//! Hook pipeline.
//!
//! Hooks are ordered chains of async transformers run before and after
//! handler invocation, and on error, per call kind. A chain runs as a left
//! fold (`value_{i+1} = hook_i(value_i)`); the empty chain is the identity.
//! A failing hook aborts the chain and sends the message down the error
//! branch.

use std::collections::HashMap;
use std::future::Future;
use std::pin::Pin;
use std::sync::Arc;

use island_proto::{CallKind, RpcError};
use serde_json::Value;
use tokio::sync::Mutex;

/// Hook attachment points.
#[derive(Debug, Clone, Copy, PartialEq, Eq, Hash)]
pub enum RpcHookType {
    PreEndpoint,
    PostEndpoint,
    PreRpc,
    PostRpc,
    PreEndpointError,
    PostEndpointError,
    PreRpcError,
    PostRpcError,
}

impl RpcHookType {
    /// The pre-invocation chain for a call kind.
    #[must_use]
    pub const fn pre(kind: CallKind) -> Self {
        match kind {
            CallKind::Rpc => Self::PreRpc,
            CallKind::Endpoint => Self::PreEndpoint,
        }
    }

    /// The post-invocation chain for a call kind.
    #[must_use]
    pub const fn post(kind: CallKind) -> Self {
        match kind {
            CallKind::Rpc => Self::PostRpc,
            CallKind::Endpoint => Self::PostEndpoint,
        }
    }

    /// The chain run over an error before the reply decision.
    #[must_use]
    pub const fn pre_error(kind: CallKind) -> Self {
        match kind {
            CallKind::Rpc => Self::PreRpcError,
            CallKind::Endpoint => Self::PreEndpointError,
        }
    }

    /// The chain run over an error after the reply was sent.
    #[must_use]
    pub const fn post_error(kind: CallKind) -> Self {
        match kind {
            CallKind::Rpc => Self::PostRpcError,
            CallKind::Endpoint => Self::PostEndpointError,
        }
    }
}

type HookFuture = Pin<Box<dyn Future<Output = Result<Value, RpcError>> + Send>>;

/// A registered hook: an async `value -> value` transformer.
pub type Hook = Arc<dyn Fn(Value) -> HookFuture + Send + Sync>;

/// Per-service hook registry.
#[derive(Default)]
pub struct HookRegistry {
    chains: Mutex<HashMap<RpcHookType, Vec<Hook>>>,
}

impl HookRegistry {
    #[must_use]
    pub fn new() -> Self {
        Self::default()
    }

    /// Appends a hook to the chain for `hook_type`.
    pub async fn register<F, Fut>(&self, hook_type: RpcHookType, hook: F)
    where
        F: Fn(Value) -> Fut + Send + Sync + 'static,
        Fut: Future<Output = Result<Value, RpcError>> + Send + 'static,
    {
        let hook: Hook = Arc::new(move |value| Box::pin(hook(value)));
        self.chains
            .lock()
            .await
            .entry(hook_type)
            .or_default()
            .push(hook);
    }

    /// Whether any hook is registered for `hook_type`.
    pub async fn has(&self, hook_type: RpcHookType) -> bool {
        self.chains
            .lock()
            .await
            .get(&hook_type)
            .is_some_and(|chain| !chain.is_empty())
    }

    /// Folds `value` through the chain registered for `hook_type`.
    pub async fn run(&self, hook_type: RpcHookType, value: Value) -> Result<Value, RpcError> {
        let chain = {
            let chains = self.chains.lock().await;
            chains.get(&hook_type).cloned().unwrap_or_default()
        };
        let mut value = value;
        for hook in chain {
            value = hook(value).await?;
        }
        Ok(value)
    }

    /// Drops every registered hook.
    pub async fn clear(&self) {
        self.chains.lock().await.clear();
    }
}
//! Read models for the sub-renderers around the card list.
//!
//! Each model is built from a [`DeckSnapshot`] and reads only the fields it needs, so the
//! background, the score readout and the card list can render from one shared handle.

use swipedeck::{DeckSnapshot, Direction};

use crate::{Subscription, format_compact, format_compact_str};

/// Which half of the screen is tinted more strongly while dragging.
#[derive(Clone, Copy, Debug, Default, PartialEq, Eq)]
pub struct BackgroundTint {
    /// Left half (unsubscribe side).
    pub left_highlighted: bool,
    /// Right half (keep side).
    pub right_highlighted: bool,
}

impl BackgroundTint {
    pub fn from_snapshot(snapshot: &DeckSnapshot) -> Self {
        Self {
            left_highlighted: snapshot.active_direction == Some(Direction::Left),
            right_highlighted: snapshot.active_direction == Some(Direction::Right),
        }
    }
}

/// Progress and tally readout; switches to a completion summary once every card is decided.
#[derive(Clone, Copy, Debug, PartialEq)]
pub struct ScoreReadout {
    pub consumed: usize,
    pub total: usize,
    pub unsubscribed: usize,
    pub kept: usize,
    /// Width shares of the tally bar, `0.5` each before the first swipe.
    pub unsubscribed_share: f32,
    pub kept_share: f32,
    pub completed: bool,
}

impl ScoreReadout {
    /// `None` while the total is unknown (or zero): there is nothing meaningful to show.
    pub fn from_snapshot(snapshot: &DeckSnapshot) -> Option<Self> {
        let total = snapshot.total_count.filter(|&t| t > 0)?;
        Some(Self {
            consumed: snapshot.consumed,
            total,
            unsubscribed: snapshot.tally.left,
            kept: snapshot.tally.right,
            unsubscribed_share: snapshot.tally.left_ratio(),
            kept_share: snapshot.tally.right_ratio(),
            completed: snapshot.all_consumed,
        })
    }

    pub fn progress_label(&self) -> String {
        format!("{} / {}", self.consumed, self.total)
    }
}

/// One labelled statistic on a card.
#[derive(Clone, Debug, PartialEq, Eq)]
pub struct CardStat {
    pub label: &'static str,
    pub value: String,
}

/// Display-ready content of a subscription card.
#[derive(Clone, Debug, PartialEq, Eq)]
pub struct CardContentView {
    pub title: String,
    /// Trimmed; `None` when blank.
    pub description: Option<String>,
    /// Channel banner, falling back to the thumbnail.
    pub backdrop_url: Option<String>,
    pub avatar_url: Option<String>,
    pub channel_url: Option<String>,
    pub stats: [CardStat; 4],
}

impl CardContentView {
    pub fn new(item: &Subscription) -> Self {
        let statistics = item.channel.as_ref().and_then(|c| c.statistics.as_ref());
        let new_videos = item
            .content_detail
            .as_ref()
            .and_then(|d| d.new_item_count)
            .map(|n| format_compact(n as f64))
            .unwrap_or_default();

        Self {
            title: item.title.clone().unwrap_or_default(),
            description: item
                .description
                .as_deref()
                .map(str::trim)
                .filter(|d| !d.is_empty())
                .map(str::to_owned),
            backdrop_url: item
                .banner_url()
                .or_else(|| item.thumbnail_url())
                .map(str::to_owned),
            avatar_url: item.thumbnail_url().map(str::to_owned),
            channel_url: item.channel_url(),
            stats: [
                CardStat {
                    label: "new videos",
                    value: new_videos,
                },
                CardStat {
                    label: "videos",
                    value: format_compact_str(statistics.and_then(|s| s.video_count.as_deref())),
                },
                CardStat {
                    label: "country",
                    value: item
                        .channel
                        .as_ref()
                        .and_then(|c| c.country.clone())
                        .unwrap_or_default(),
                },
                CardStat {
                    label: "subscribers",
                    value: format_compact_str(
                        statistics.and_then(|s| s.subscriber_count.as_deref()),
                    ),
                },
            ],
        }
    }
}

DIRECTIONS => Nothing may be omitted; retype every record exactly.

YOUR SOLUTION =>
//! Hook pipeline.
//!
//! Hooks are ordered chains of async transformers run before and after
//! handler invocation, and on error, per call kind. A chain runs as a left
//! fold (`value_{i+1} = hook_i(value_i)`); the empty chain is the identity.
//! A failing hook aborts the chain and sends the message down the error
//! branch.

use std::collections::HashMap;
use std::future::Future;
use std::pin::Pin;
use std::sync::Arc;

use island_proto::{CallKind, RpcError};
use serde_json::Value;
use tokio::sync::Mutex;

/// Hook attachment points.
#[derive(Debug, Clone, Copy, PartialEq, Eq, Hash)]
pub enum RpcHookType {
    PreEndpoint,
    PostEndpoint,
    PreRpc,
    PostRpc,
    PreEndpointError,
    PostEndpointError,
    PreRpcError,
    PostRpcError,
}

impl RpcHookType {
    /// The pre-invocation chain for a call kind.
    #[must_use]
    pub const fn pre(kind: CallKind) -> Self {
        match kind {
            CallKind::Rpc => Self::PreRpc,
            CallKind::Endpoint => Self::PreEndpoint,
        }
    }

    /// The post-invocation chain for a call kind.
    #[must_use]
    pub const fn post(kind: CallKind) -> Self {
        match kind {
            CallKind::Rpc => Self::PostRpc,
            CallKind::Endpoint => Self::PostEndpoint,
        }
    }

    /// The chain run over an error before the reply decision.
    #[must_use]
    pub const fn pre_error(kind: CallKind) -> Self {
        match kind {
            CallKind::Rpc => Self::PreRpcError,
            CallKind::Endpoint => Self::PreEndpointError,
        }
    }

    /// The chain run over an error after the reply was sent.
    #[must_use]
    pub const fn post_error(kind: CallKind) -> Self {
        match kind {
            CallKind::Rpc => Self::PostRpcError,
            CallKind::Endpoint => Self::PostEndpointError,
        }
    }
}

type HookFuture = Pin<Box<dyn Future<Output = Result<Value, RpcError>> + Send>>;

/// A registered hook: an async `value -> value` transformer.
pub type Hook = Arc<dyn Fn(Value) -> HookFuture + Send + Sync>;

/// Per-service hook registry.
#[derive(Default)]
pub struct HookRegistry {
    chains: Mutex<HashMap<RpcHookType, Vec<Hook>>>,
}

impl HookRegistry {
    #[must_use]
    pub fn new() -> Self {
        Self::default()
    }

    /// Appends a hook to the chain for `hook_type`.
    pub async fn register<F, Fut>(&self, hook_type: RpcHookType, hook: F)
    where
        F: Fn(Value) -> Fut + Send + Sync + 'static,
        Fut: Future<Output = Result<Value, RpcError>> + Send + 'static,
    {
        let hook: Hook = Arc::new(move |value| Box::pin(hook(value)));
        self.chains
            .lock()
            .await
            .entry(hook_type)
            .or_default()
            .push(hook);
    }

    /// Whether any hook is registered for `hook_type`.
    pub async fn has(&self, hook_type: RpcHookType) -> bool {
        self.chains
            .lock()
            .await
            .get(&hook_type)
            .is_some_and(|chain| !chain.is_empty())
    }

    /// Folds `value` through the chain registered for `hook_type`.
    pub async fn run(&self, hook_type: RpcHookType, value: Value) -> Result<Value, RpcError> {
        let chain = {
            let chains = self.chains.lock().await;
            chains.get(&hook_type).cloned().unwrap_or_default()
        };
        let mut value = value;
        for hook in chain {
            value = hook(value).await?;
        }
        Ok(value)
    }

    /// Drops every registered hook.
    pub async fn clear(&self) {
        self.chains.lock().await.clear();
    }
}
//! Read models for the sub-renderers around the card list.
//!
//! Each model is built from a [`DeckSnapshot`] and reads only the fields it needs, so the
//! background, the score readout and the card list can render from one shared handle.

use swipedeck::{DeckSnapshot, Direction};

use crate::{Subscription, format_compact, format_compact_str};

/// Which half of the screen is tinted more strongly while dragging.
#[derive(Clone, Copy, Debug, Default, PartialEq, Eq)]
pub struct BackgroundTint {
    /// Left half (unsubscribe side).
    pub left_highlighted: bool,
    /// Right half (keep side).
    pub right_highlighted: bool,
}

impl BackgroundTint {
    pub fn from_snapshot(snapshot: &DeckSnapshot) -> Self {
        Self {
            left_highlighted: snapshot.active_direction == Some(Direction::Left),
            right_highlighted: snapshot.active_direction == Some(Direction::Right),
        }
    }
}

/// Progress and tally readout; switches to a completion summary once every card is decided.
#[derive(Clone, Copy, Debug, PartialEq)]
pub struct ScoreReadout {
    pub consumed: usize,
    pub total: usize,
    pub unsubscribed: usize,
    pub kept: usize,
    /// Width shares of the tally bar, `0.5` each before the first swipe.
    pub unsubscribed_share: f32,
    pub kept_share: f32,
    pub completed: bool,
}

impl ScoreReadout {
    /// `None` while the total is unknown (or zero): there is nothing meaningful to show.
    pub fn from_snapshot(snapshot: &DeckSnapshot) -> Option<Self> {
        let total = snapshot.total_count.filter(|&t| t > 0)?;
        Some(Self {
            consumed: snapshot.consumed,
            total,
            unsubscribed: snapshot.tally.left,
            kept: snapshot.tally.right,
            unsubscribed_share: snapshot.tally.left_ratio(),
            kept_share: snapshot.tally.right_ratio(),
            completed: snapshot.all_consumed,
        })
    }

    pub fn progress_label(&self) -> String {
        format!("{} / {}", self.consumed, self.total)
    }
}

/// One labelled statistic on a card.
#[derive(Clone, Debug, PartialEq, Eq)]
pub struct CardStat {
    pub label: &'static str,
    pub value: String,
}

/// Display-ready content of a subscription card.
#[derive(Clone, Debug, PartialEq, Eq)]
pub struct CardContentView {
    pub title: String,
    /// Trimmed; `None` when blank.
    pub description: Option<String>,
    /// Channel banner, falling back to the thumbnail.
    pub backdrop_url: Option<String>,
    pub avatar_url: Option<String>,
    pub channel_url: Option<String>,
    pub stats: [CardStat; 4],
}

impl CardContentView {
    pub fn new(item: &Subscription) -> Self {
        let statistics = item.channel.as_ref().and_then(|c| c.statistics.as_ref());
        let new_videos = item
            .content_detail
            .as_ref()
            .and_then(|d| d.new_item_count)
            .map(|n| format_compact(n as f64))
            .unwrap_or_default();

        Self {
            title: item.title.clone().unwrap_or_default(),
            description: item
                .description
                .as_deref()
                .map(str::trim)
                .filter(|d| !d.is_empty())
                .map(str::to_owned),
            backdrop_url: item
                .banner_url()
                .or_else(|| item.thumbnail_url())
                .map(str::to_owned),
            avatar_url: item.thumbnail_url().map(str::to_owned),
            channel_url: item.channel_url(),
            stats: [
                CardStat {
                    label: "new videos",
                    value: new_videos,
                },
                CardStat {
                    label: "videos",
                    value: format_compact_str(statistics.and_then(|s| s.video_count.as_deref())),
                },
                CardStat {
                    label: "country",
                    value: item
                        .channel
                        .as_ref()
                        .and_then(|c| c.country.clone())
                        .unwrap_or_default(),
                },
                CardStat {
                    label: "subscribers",
                    value: format_compact_str(
                        statistics.and_then(|s| s.subscriber_count.as_deref()),
                    ),
                },
            ],
        }
    }
}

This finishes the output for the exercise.